# What you need to do
Taking the entries below from the top, restate each line exactly and end with the line containing "(forward binding against".

# Stored items
═══

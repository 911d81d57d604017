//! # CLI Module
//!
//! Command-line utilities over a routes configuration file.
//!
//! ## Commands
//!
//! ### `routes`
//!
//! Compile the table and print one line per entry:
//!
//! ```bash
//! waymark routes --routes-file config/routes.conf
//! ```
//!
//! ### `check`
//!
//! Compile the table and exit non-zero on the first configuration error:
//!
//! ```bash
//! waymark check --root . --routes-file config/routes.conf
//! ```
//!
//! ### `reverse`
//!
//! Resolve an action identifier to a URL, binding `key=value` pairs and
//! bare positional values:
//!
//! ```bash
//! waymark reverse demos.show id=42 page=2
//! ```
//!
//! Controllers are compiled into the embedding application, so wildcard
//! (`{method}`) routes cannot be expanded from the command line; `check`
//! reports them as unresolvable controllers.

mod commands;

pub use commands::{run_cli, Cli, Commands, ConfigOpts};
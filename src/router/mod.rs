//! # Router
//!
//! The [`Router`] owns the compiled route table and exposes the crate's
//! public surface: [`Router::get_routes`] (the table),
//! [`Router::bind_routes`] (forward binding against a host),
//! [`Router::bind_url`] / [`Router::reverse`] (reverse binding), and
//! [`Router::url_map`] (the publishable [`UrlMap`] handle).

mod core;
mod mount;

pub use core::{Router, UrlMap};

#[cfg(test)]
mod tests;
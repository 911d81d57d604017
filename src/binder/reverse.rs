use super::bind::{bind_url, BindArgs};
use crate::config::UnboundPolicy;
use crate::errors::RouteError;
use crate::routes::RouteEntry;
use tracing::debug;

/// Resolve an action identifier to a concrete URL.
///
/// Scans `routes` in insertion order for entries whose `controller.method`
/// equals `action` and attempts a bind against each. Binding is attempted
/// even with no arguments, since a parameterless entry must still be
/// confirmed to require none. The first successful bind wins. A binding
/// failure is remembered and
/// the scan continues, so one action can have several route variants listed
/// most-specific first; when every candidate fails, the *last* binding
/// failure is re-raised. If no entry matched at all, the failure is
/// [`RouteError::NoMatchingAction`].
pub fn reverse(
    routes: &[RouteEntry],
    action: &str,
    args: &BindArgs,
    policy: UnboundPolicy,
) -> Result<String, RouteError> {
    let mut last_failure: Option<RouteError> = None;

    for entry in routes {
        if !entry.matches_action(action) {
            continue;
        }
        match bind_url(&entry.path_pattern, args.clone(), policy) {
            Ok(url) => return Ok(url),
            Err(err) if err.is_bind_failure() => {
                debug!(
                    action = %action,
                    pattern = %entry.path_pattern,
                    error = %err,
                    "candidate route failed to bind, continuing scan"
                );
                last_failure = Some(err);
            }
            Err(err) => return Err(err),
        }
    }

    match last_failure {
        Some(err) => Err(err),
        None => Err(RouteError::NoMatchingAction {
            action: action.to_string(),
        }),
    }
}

═══

# Response for this exercise
repository 911d81d57d604017
//! # CLI Module
//!
//! Command-line utilities over a routes configuration file.
//!
//! ## Commands
//!
//! ### `routes`
//!
//! Compile the table and print one line per entry:
//!
//! ```bash
//! waymark routes --routes-file config/routes.conf
//! ```
//!
//! ### `check`
//!
//! Compile the table and exit non-zero on the first configuration error:
//!
//! ```bash
//! waymark check --root . --routes-file config/routes.conf
//! ```
//!
//! ### `reverse`
//!
//! Resolve an action identifier to a URL, binding `key=value` pairs and
//! bare positional values:
//!
//! ```bash
//! waymark reverse demos.show id=42 page=2
//! ```
//!
//! Controllers are compiled into the embedding application, so wildcard
//! (`{method}`) routes cannot be expanded from the command line; `check`
//! reports them as unresolvable controllers.

mod commands;

pub use commands::{run_cli, Cli, Commands, ConfigOpts};
filename src/router/mod.rs
//! # Router
//!
//! The [`Router`] owns the compiled route table and exposes the crate's
//! public surface: [`Router::get_routes`] (the table),
//! [`Router::bind_routes`] (forward binding against a host),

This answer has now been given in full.